Dabei handelt es sich um eine sogenannte Man-in-the-Browser-Attacke (MitB). Trusteer-Chef Amit Klein: "Durch die Kombination einer MitB-Attacke mit Social-Engineering-Methoden ist Tatanga in der Lage, die von vielen Banken verwendete Out-of-Band-Authentifizierung zu überlisten.
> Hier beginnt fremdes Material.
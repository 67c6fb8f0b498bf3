//! Nodes of the scene hierarchy.

use std::io;

use glam::{DMat4, DQuat, DVec3};

use crate::error::Result;
use crate::object::{plural, GltfObject, ObjectBase, RootObject};
use crate::parser::Parser;
use crate::root::GltfRoot;
use crate::schema::{Camera, Mesh, Skin};
use crate::table::{Handle, RootArray};
use crate::writer::Writer;

/// A node. Its transform is either a `matrix` or any combination of
/// `translation`, `rotation` and `scale`; absent components are identity.
///
/// The `children` lists of a malformed document may form cycles.
#[derive(Debug, Default)]
pub struct Node {
    pub name: String,
    pub camera: Option<Handle<Camera>>,
    pub children: Vec<Handle<Node>>,
    pub mesh: Option<Handle<Mesh>>,
    pub skin: Option<Handle<Skin>>,
    pub weights: Vec<f64>,
    pub matrix: Option<DMat4>,
    pub translation: Option<DVec3>,
    pub rotation: Option<DQuat>,
    pub scale: Option<DVec3>,
    pub base: ObjectBase,
}

impl Node {
    pub fn has_transform(&self) -> bool {
        self.matrix.is_some()
            || self.translation.is_some()
            || self.rotation.is_some()
            || self.scale.is_some()
    }

    /// The local transform; TRS components are composed as `T * R * S`.
    pub fn matrix(&self) -> DMat4 {
        if let Some(matrix) = self.matrix {
            return matrix;
        }
        DMat4::from_scale_rotation_translation(
            self.scale.unwrap_or(DVec3::ONE),
            self.rotation.unwrap_or(DQuat::IDENTITY),
            self.translation.unwrap_or(DVec3::ZERO),
        )
    }

    /// Replaces a `matrix` transform with equivalent TRS components. Returns
    /// whether the matrix could be represented exactly (no shear or
    /// projection). A singular matrix has no finite decomposition and is
    /// kept as it is.
    pub fn decompose_matrix(&mut self) -> bool {
        let Some(matrix) = self.matrix else {
            return true;
        };

        let (scale, rotation, translation) = matrix.to_scale_rotation_translation();
        if !(scale.is_finite() && rotation.is_finite() && translation.is_finite()) {
            return false;
        }
        self.matrix = None;
        self.translation = (translation != DVec3::ZERO).then_some(translation);
        self.rotation = (rotation != DQuat::IDENTITY).then_some(rotation);
        self.scale = (scale != DVec3::ONE).then_some(scale);

        let recomposed = DMat4::from_scale_rotation_translation(scale, rotation, translation);
        let tolerance = 1e-9 * matrix.to_cols_array().iter().fold(1.0f64, |m, v| m.max(v.abs()));
        recomposed.abs_diff_eq(matrix, tolerance)
    }
}

impl GltfObject for Node {
    fn parse_property(&mut self, parser: &mut Parser<'_>, key: &str) -> Result<()> {
        match key {
            "name" => self.name = parser.parse_string()?,
            "camera" => self.camera = Some(parser.parse_ref()?),
            "children" => self.children = parser.parse_ref_array()?,
            "mesh" => self.mesh = Some(parser.parse_ref()?),
            "skin" => self.skin = Some(parser.parse_ref()?),
            "weights" => self.weights = parser.parse_number_array()?,
            "matrix" => self.matrix = Some(parser.parse_mat4("matrix")?),
            "translation" => self.translation = Some(parser.parse_vec3("translation")?),
            "rotation" => self.rotation = Some(parser.parse_quat("rotation")?),
            "scale" => self.scale = Some(parser.parse_vec3("scale")?),
            _ => return self.base.parse_property(parser, key),
        }
        Ok(())
    }

    fn write_properties(&self, w: &mut Writer<'_>) -> io::Result<()> {
        w.write_property("camera", &self.camera)?;
        w.write_property("children", &self.children)?;
        if self.mesh.is_some() {
            w.write_property("mesh", &self.mesh)?;
            w.write_property("skin", &self.skin)?;
            w.write_property("weights", &self.weights)?;
        }
        if self.matrix.is_some() {
            w.write_property("matrix", &self.matrix)?;
        } else {
            w.write_property("translation", &self.translation)?;
            w.write_property("scale", &self.scale)?;
            w.write_property("rotation", &self.rotation)?;
        }
        w.write_property("name", &self.name)?;
        self.base.write_properties(w)
    }
}

impl RootObject for Node {
    const TYPE_NAME: &'static str = "Node";

    fn name(&self) -> &str {
        &self.name
    }

    fn set_name(&mut self, name: String) {
        self.name = name;
    }

    fn table(root: &GltfRoot) -> &RootArray<Self> {
        &root.nodes
    }

    fn table_mut(root: &mut GltfRoot) -> &mut RootArray<Self> {
        &mut root.nodes
    }

    fn summary(&self) -> String {
        let children = plural(self.children.len(), "child").replace("childs", "children");
        if self.matrix.is_some() {
            format!("matrix, {}", children)
        } else if self.has_transform() {
            format!("TRS, {}", children)
        } else {
            children
        }
    }
}
//! Coordinate system conventions and the matrices converting between them.
//!
//! glTF is Y-up right-handed. The target scene defaults to Z-up
//! right-handed; vertices and node transforms are converted on the way in.

use std::fmt;
use std::str::FromStr;

use glam::{Mat3, Mat4, Vec3};

#[derive(Debug, Clone, Copy, PartialEq, Eq, Hash, Default)]
pub enum CoordinateSystem {
    #[default]
    ZupRight,
    YupRight,
    ZupLeft,
    YupLeft,
}

impl CoordinateSystem {
    pub const ALL: [CoordinateSystem; 4] = [
        CoordinateSystem::ZupRight,
        CoordinateSystem::YupRight,
        CoordinateSystem::ZupLeft,
        CoordinateSystem::YupLeft,
    ];

    pub fn right(self) -> Vec3 {
        Vec3::X
    }

    pub fn forward(self) -> Vec3 {
        match self {
            CoordinateSystem::ZupRight => Vec3::Y,
            CoordinateSystem::YupRight => Vec3::NEG_Z,
            CoordinateSystem::ZupLeft => Vec3::NEG_Y,
            CoordinateSystem::YupLeft => Vec3::Z,
        }
    }

    pub fn up(self) -> Vec3 {
        match self {
            CoordinateSystem::ZupRight | CoordinateSystem::ZupLeft => Vec3::Z,
            CoordinateSystem::YupRight | CoordinateSystem::YupLeft => Vec3::Y,
        }
    }

    pub fn is_right_handed(self) -> bool {
        matches!(self, CoordinateSystem::ZupRight | CoordinateSystem::YupRight)
    }

    /// Columns are the right, forward and up axes.
    fn basis(self) -> Mat3 {
        Mat3::from_cols(self.right(), self.forward(), self.up())
    }

    /// The matrix that takes points expressed in `from` to the same points
    /// expressed in `to`.
    pub fn convert_mat(from: CoordinateSystem, to: CoordinateSystem) -> Mat4 {
        if from == to {
            return Mat4::IDENTITY;
        }
        // Both bases are orthonormal, so the inverse is the transpose.
        Mat4::from_mat3(to.basis() * from.basis().transpose())
    }

    pub fn name(self) -> &'static str {
        match self {
            CoordinateSystem::ZupRight => "zup-right",
            CoordinateSystem::YupRight => "yup-right",
            CoordinateSystem::ZupLeft => "zup-left",
            CoordinateSystem::YupLeft => "yup-left",
        }
    }
}

impl fmt::Display for CoordinateSystem {
    fn fmt(&self, f: &mut fmt::Formatter<'_>) -> fmt::Result {
        f.write_str(self.name())
    }
}

impl FromStr for CoordinateSystem {
    type Err = String;

    fn from_str(s: &str) -> Result<Self, Self::Err> {
        match s.to_ascii_lowercase().as_str() {
            "zup" | "zup-right" | "z-up" => Ok(CoordinateSystem::ZupRight),
            "yup" | "yup-right" | "y-up" => Ok(CoordinateSystem::YupRight),
            "zup-left" => Ok(CoordinateSystem::ZupLeft),
            "yup-left" => Ok(CoordinateSystem::YupLeft),
            _ => Err(format!("unknown coordinate system {:?}", s)),
        }
    }
}

#[cfg(test)]
mod tests {
    use super::*;

    #[test]
    fn test_yup_to_zup() {
        let m = CoordinateSystem::convert_mat(CoordinateSystem::YupRight, CoordinateSystem::ZupRight);
        assert!(m.transform_vector3(Vec3::Y).abs_diff_eq(Vec3::Z, 1e-6));
        assert!(m.transform_vector3(Vec3::NEG_Z).abs_diff_eq(Vec3::Y, 1e-6));
        assert!(m.transform_vector3(Vec3::X).abs_diff_eq(Vec3::X, 1e-6));
    }

    #[test]
    fn test_conversions_invert() {
        for from in CoordinateSystem::ALL {
            for to in CoordinateSystem::ALL {
                let there = CoordinateSystem::convert_mat(from, to);
                let back = CoordinateSystem::convert_mat(to, from);
                assert!((back * there).abs_diff_eq(Mat4::IDENTITY, 1e-6), "{} -> {}", from, to);
            }
        }
    }

    #[test]
    fn test_handedness_flip_mirrors() {
        let m = CoordinateSystem::convert_mat(CoordinateSystem::ZupRight, CoordinateSystem::ZupLeft);
        assert!(m.determinant() < 0.0);
        let m = CoordinateSystem::convert_mat(CoordinateSystem::YupRight, CoordinateSystem::ZupRight);
        assert!(m.determinant() > 0.0);
    }

    #[test]
    fn test_parse() {
        assert_eq!("zup".parse::<CoordinateSystem>(), Ok(CoordinateSystem::ZupRight));
        assert_eq!("Y-UP".parse::<CoordinateSystem>(), Ok(CoordinateSystem::YupRight));
        assert!("sideways".parse::<CoordinateSystem>().is_err());
    }
}
//! Perspective and orthographic cameras.

use std::io;

use crate::error::Result;
use crate::object::{GltfObject, ObjectBase, RootObject};
use crate::parser::Parser;
use crate::root::GltfRoot;
use crate::table::RootArray;
use crate::writer::Writer;

#[derive(Debug, Default)]
pub struct Camera {
    pub name: String,
    /// `"perspective"` or `"orthographic"`.
    pub camera_type: String,
    pub perspective: Option<Perspective>,
    pub orthographic: Option<Orthographic>,
    pub base: ObjectBase,
}

impl Camera {
    pub fn is_perspective(&self) -> bool {
        self.camera_type == "perspective"
    }

    pub fn is_orthographic(&self) -> bool {
        self.camera_type == "orthographic"
    }
}

impl GltfObject for Camera {
    fn parse_property(&mut self, parser: &mut Parser<'_>, key: &str) -> Result<()> {
        match key {
            "name" => self.name = parser.parse_string()?,
            "type" => self.camera_type = parser.parse_string()?,
            "perspective" => {
                let mut perspective = Perspective::default();
                parser.parse_object(&mut perspective)?;
                self.perspective = Some(perspective);
            }
            "orthographic" => {
                let mut orthographic = Orthographic::default();
                parser.parse_object(&mut orthographic)?;
                self.orthographic = Some(orthographic);
            }
            _ => return self.base.parse_property(parser, key),
        }
        Ok(())
    }

    fn write_properties(&self, w: &mut Writer<'_>) -> io::Result<()> {
        w.write_property("type", &self.camera_type)?;
        if self.is_orthographic() {
            w.write_property("orthographic", &self.orthographic)?;
        } else if self.is_perspective() {
            w.write_property("perspective", &self.perspective)?;
        }
        w.write_property("name", &self.name)?;
        self.base.write_properties(w)
    }
}

impl RootObject for Camera {
    const TYPE_NAME: &'static str = "Camera";

    fn name(&self) -> &str {
        &self.name
    }

    fn set_name(&mut self, name: String) {
        self.name = name;
    }

    fn table(root: &GltfRoot) -> &RootArray<Self> {
        &root.cameras
    }

    fn table_mut(root: &mut GltfRoot) -> &mut RootArray<Self> {
        &mut root.cameras
    }

    fn summary(&self) -> String {
        self.camera_type.clone()
    }
}

fn parse_positive(parser: &mut Parser<'_>, what: &'static str) -> Result<f64> {
    let value = parser.parse_number()?;
    if value > 0.0 {
        Ok(value)
    } else {
        Err(parser.schema_error(what, format!("must be positive, not {}", value)))
    }
}

#[derive(Debug, Clone, PartialEq)]
pub struct Perspective {
    pub aspect_ratio: Option<f64>,
    pub yfov: f64,
    /// Infinite when not given.
    pub zfar: f64,
    pub znear: f64,
    pub base: ObjectBase,
}

impl Default for Perspective {
    fn default() -> Self {
        Perspective {
            aspect_ratio: None,
            yfov: 0.0,
            zfar: f64::INFINITY,
            znear: 0.0,
            base: ObjectBase::default(),
        }
    }
}

impl GltfObject for Perspective {
    fn parse_property(&mut self, parser: &mut Parser<'_>, key: &str) -> Result<()> {
        match key {
            "aspectRatio" => self.aspect_ratio = Some(parse_positive(parser, "aspectRatio")?),
            "yfov" => self.yfov = parse_positive(parser, "yfov")?,
            "zfar" => self.zfar = parse_positive(parser, "zfar")?,
            "znear" => self.znear = parse_positive(parser, "znear")?,
            _ => return self.base.parse_property(parser, key),
        }
        Ok(())
    }

    fn write_properties(&self, w: &mut Writer<'_>) -> io::Result<()> {
        w.write_property("aspectRatio", &self.aspect_ratio)?;
        w.write_property("yfov", &self.yfov)?;
        if self.zfar.is_finite() {
            w.write_property("zfar", &self.zfar)?;
        }
        w.write_property("znear", &self.znear)?;
        self.base.write_properties(w)
    }
}

#[derive(Debug, Clone, Default, PartialEq)]
pub struct Orthographic {
    pub xmag: f64,
    pub ymag: f64,
    pub zfar: f64,
    pub znear: f64,
    pub base: ObjectBase,
}

impl GltfObject for Orthographic {
    fn parse_property(&mut self, parser: &mut Parser<'_>, key: &str) -> Result<()> {
        match key {
            "xmag" => self.xmag = parser.parse_number()?,
            "ymag" => self.ymag = parser.parse_number()?,
            "zfar" => self.zfar = parser.parse_number()?,
            "znear" => self.znear = parser.parse_number()?,
            _ => return self.base.parse_property(parser, key),
        }
        Ok(())
    }

    fn write_properties(&self, w: &mut Writer<'_>) -> io::Result<()> {
        w.write_property("xmag", &self.xmag)?;
        w.write_property("ymag", &self.ymag)?;
        w.write_property("zfar", &self.zfar)?;
        w.write_property("znear", &self.znear)?;
        self.base.write_properties(w)
    }
}
fn show(c: u8) -> String {
    if c.is_ascii_graphic() || c == b' ' {
        format!("'{}'", c as char)
    } else {
        format!("byte 0x{:02x}", c)
    }
}

#[cfg(test)]
mod tests {
    use super::*;

    fn with_parser<T>(text: &str, f: impl FnOnce(&mut Parser<'_>) -> Result<T>) -> Result<T> {
        let mut doc = GltfRoot::new();
        let mut input = text.as_bytes();
        let mut parser = Parser::new(&mut input, &mut doc, "test.gltf");
        f(&mut parser)
    }

    #[test]
    fn test_parse_numbers() {
        let cases = [
            ("0", 0.0),
            ("-1", -1.0),
            ("3.25", 3.25),
            ("1e3", 1000.0),
            ("2.5E-2", 0.025),
            ("0.1", 0.1),
            ("0.7071067811865476", 0.7071067811865476),
            ("-12.5e+1", -125.0),
            ("1e-30", 1e-30),
            ("1e300", 1e300),
            ("9007199254740993", 9007199254740992.0),
            ("4.9406564584124654e-324", 5e-324),
        ];
        for (text, expected) in cases {
            let n = with_parser(text, |p| p.parse_number()).unwrap();
            assert_eq!(n, expected, "parsing {}", text);
        }
    }

    #[test]
    fn test_parse_number_rejects_malformed() {
        assert!(with_parser("-", |p| p.parse_number()).is_err());
        assert!(with_parser(".5 ", |p| p.parse_number()).is_err());
        assert!(with_parser("1. ", |p| p.parse_number()).is_err());
        assert!(with_parser("1e ", |p| p.parse_number()).is_err());
    }

    #[test]
    fn test_parse_index_grammar() {
        assert_eq!(with_parser(" 42,", |p| p.parse_index()).unwrap(), 42);
        assert!(with_parser("-1", |p| p.parse_index()).is_err());
        assert!(with_parser("x", |p| p.parse_index()).is_err());
        assert!(with_parser("99999999999999999999999", |p| p.parse_index()).is_err());
    }

    #[test]
    fn test_parse_string_escapes() {
        let s = with_parser(r#""a\"b\\c\/d\n\t""#, |p| p.parse_string()).unwrap();
        assert_eq!(s, "a\"b\\c/d\n\t");

        let s = with_parser(r#""é中""#, |p| p.parse_string()).unwrap();
        assert_eq!(s, "é中");

        let s = with_parser(r#""\ud83d\ude00""#, |p| p.parse_string()).unwrap();
        assert_eq!(s, "😀");

        let s = with_parser(r#""\ud83dx""#, |p| p.parse_string()).unwrap();
        assert_eq!(s, "\u{fffd}x");

        assert!(with_parser(r#""\q""#, |p| p.parse_string()).is_err());
        assert!(with_parser(r#""open"#, |p| p.parse_string()).is_err());
    }

    #[test]
    fn test_parse_value_generic() {
        let v = with_parser(r#"{"a": [1, true, null, "x"], "b": {}}"#, |p| p.parse_value())
            .unwrap();
        let obj = v.as_object().unwrap();
        let a = obj["a"].as_array().unwrap();
        assert_eq!(a.len(), 4);
        assert_eq!(a[0], Value::Number(1.0));
        assert_eq!(a[1], Value::Bool(true));
        assert!(a[2].is_null());
        assert_eq!(a[3].as_str_or(""), "x");
        assert!(obj["b"].as_object().unwrap().is_empty());
    }

    #[test]
    fn test_skip_value_leaves_stream_positioned() {
        let rest = with_parser(r#"{"x": [1, {"y": "\"}"}], "z": false} 7"#, |p| {
            p.skip_value()?;
            p.parse_index()
        })
        .unwrap();
        assert_eq!(rest, 7);
    }

    #[test]
    fn test_empty_containers() {
        let v = with_parser("[]", |p| p.parse_value()).unwrap();
        assert_eq!(v, Value::Array(Vec::new()));
        let v = with_parser("{ }", |p| p.parse_value()).unwrap();
        assert_eq!(v, Value::Object(Dictionary::new()));
    }

    #[test]
    fn test_line_tracking_in_errors() {
        let err = with_parser("{\n\"a\": 1\n\"b\": 2}", |p| p.skip_value()).unwrap_err();
        match err {
            GltfError::Syntax { line, message } => {
                assert_eq!(line, 3);
                assert!(message.contains("Expected ',' or '}'"), "{}", message);
            }
            other => panic!("unexpected error {:?}", other),
        }
    }

    #[test]
    fn test_parse_fixed_size_arrays() {
        let v = with_parser("[1, 2, 3]", |p| p.parse_vec3("translation")).unwrap();
        assert_eq!(v, DVec3::new(1.0, 2.0, 3.0));
        assert!(matches!(
            with_parser("[1, 2]", |p| p.parse_vec3("translation")),
            Err(GltfError::Schema { .. })
        ));
    }

    #[test]
    fn test_bytes_read_counts_stream_bytes() {
        let mut doc = GltfRoot::new();
        let mut input: &[u8] = b"{}   ";
        let mut parser = Parser::new(&mut input, &mut doc, "");
        parser.skip_value().unwrap();
        assert_eq!(parser.bytes_read(), 2);
    }
}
Doch der Trojaner geht noch einen Schritt weiter: Nach dem Diebstahl setzt er eine ausgeklügelte Methode ein, um sämtliche Hinweise auf die betrügerische Transaktion zu verschleiern.“

Charakteristisch für diesen Trojaner sind die mit Rechtschreib- und Grammatikfehlern gespickten Texte. "Sehr geehrter Nutzer von Online-Banking um die Sicherheit zu verbessern, unsere Bank prüft die Aktivierung der Rufnummern fur smsTAN aufgefuhrt", heißt es etwa in dem offensichtlich maschinell ins Deutsche übersetzten Text.
Anwender können eine Infektion mit "Tatanga" verhindern, indem sie Dateien nur von vertrauenswürdigen Webseiten herunterladen. Außerdem: Eine seriöse Bank verlangt nie die Herausgabe von TANs oder Passwörtern für etwaige Testüberweisungen.